Exercise =>
Please output exactly the lines from the one containing "distributed = distributed.saturating_add(share);" through the last line of the records, both included.

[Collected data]
↓↓↓

//! Elimination and the pro-rata split of the eliminated stake.

use frame_support::ensure;
use sp_runtime::{
    traits::{CheckedAdd, CheckedSub, SaturatedConversion, Saturating, Zero},
    DispatchError,
};
use sp_std::vec::Vec;
use tontine_primitives::{pro_rata_share, split_liquidation, BlockHeight, PoolId};

use crate::{pallet::*, LOG_TARGET};

impl<T: Config> Pallet<T> {
    /// Eliminate `target` and split their stake. The caller persists `pool`.
    /// Returns the hunter reward paid.
    ///
    /// Whatever the floor division leaves undistributed stays in
    /// `total_funds` as dust. The hunter reward leaves the pot last.
    pub(crate) fn liquidate(
        pool_id: PoolId,
        pool: &mut PoolOf<T>,
        target: &T::AccountId,
        hunter: Option<&T::AccountId>,
        now: BlockHeight,
    ) -> Result<T::Balance, DispatchError> {
        let asset = Self::pool_asset(pool)?;
        let mut victim = Self::active_player(pool_id, target)?;
        Self::checkpoint(pool, &mut victim, now);

        let stake = victim.stake;
        let split = split_liquidation(stake.saturated_into::<u128>(), hunter.is_some());
        let protocol_fee: T::Balance = split.protocol_fee.saturated_into();
        let hunter_reward: T::Balance = split.hunter_reward.saturated_into();
        let remainder: T::Balance = split.remainder.saturated_into();

        pool.active_count = pool.active_count.saturating_sub(1);
        pool.total_points = pool.total_points.saturating_sub(victim.points);
        victim.active = false;
        victim.points = 0;
        victim.stake = Zero::zero();
        Players::<T>::insert(pool_id, target, victim);

        let distributed = Self::distribute(pool_id, pool, remainder, now);

        let leaving = protocol_fee.checked_add(&hunter_reward).ok_or(Error::<T>::Overflow)?;
        pool.total_funds = pool.total_funds.checked_sub(&leaving).ok_or(Error::<T>::Overflow)?;
        ProtocolFees::<T>::try_mutate(asset, |fees| -> Result<(), DispatchError> {
            *fees = fees.checked_add(&protocol_fee).ok_or(Error::<T>::Overflow)?;
            Ok(())
        })?;

        if let Some(hunter) = hunter {
            if !hunter_reward.is_zero() {
                Self::pay_out(asset, hunter, hunter_reward)?;
            }
        }

        log::info!(
            target: LOG_TARGET,
            "pool {} eliminated a participant: stake {:?}, fee {:?}, reward {:?}, distributed {:?}",
            pool_id,
            stake,
            protocol_fee,
            hunter_reward,
            distributed
        );
        Self::deposit_event(Event::PlayerDied {
            pool_id,
            player: target.clone(),
            stake,
            distributed,
        });

        Ok(hunter_reward)
    }

    /// Credit `amount` to the active participants pro rata to their points.
    ///
    /// Every survivor is checkpointed before the total is read so the shares
    /// never add up to more than `amount`. Only an account's newest roster
    /// slot is credited.
    fn distribute(
        pool_id: PoolId,
        pool: &mut PoolOf<T>,
        amount: T::Balance,
        now: BlockHeight,
    ) -> T::Balance {
        let mut survivors = Vec::new();
        for slot in 0..pool.historical_count {
            let Some(who) = Roster::<T>::get(pool_id, slot) else { continue };
            if RosterIndex::<T>::get(pool_id, &who) != slot.saturating_add(1) {
                continue;
            }
            let Some(mut player) = Players::<T>::get(pool_id, &who).filter(|p| p.active) else {
                continue;
            };
            Self::checkpoint(pool, &mut player, now);
            survivors.push((who, player));
        }

        let total_points = pool.total_points;
        let amount_raw = amount.saturated_into::<u128>();
        let mut distributed = T::Balance::zero();
        for (who, mut player) in survivors {
            let share: T::Balance =
                pro_rata_share(amount_raw, player.points, total_points).saturated_into();
            player.stake = player.stake.saturating_add(share);
            distributed = distributed.saturating_add(share);
            log::debug!(target: LOG_TARGET, "pool {} credited {:?} to a survivor", pool_id, share);
            Players::<T>::insert(pool_id, &who, player);
        }

        distributed
    }

    /// Returns `(winner_found, active_count)`.
    pub fn do_liquidate_inactive(
        pool_id: PoolId,
        target: T::AccountId,
    ) -> Result<(bool, u32), DispatchError> {
        let player = Self::active_player(pool_id, &target)?;
        let mut pool = Self::pool(pool_id)?;
        let now = Self::now();
        Self::ensure_game_started(&pool, now)?;

        ensure!(
            now > player.deadline(pool.game_start_block),
            Error::<T>::DeadlineNotReached
        );
        ensure!(pool.active_count > 1, Error::<T>::LastSurvivor);

        Self::liquidate(pool_id, &mut pool, &target, None, now)?;
        Pools::<T>::insert(pool_id, &pool);

        Ok(Self::check_winner(pool_id, &pool))
    }
}
//! Move validation: pure rules over board and catalog.
//!
//! Nothing in this module mutates state. The session controller calls
//! these functions to gate every transfer; hosts can call them too, e.g.
//! to grey out illegal targets while a drag is in progress.

pub mod validator;

pub use validator::{can_drop, can_lift, is_collection_complete, sequence_of, slot_topic, Sequence};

↑↑↑

Expected answer =>
            distributed = distributed.saturating_add(share);
            log::debug!(target: LOG_TARGET, "pool {} credited {:?} to a survivor", pool_id, share);
            Players::<T>::insert(pool_id, &who, player);
        }

        distributed
    }

    /// Returns `(winner_found, active_count)`.
    pub fn do_liquidate_inactive(
        pool_id: PoolId,
        target: T::AccountId,
    ) -> Result<(bool, u32), DispatchError> {
        let player = Self::active_player(pool_id, &target)?;
        let mut pool = Self::pool(pool_id)?;
        let now = Self::now();
        Self::ensure_game_started(&pool, now)?;

        ensure!(
            now > player.deadline(pool.game_start_block),
            Error::<T>::DeadlineNotReached
        );
        ensure!(pool.active_count > 1, Error::<T>::LastSurvivor);

        Self::liquidate(pool_id, &mut pool, &target, None, now)?;
        Pools::<T>::insert(pool_id, &pool);

        Ok(Self::check_winner(pool_id, &pool))
    }
}
//! Move validation: pure rules over board and catalog.
//!
//! Nothing in this module mutates state. The session controller calls
//! these functions to gate every transfer; hosts can call them too, e.g.
//! to grey out illegal targets while a drag is in progress.

pub mod validator;

pub use validator::{can_drop, can_lift, is_collection_complete, sequence_of, slot_topic, Sequence};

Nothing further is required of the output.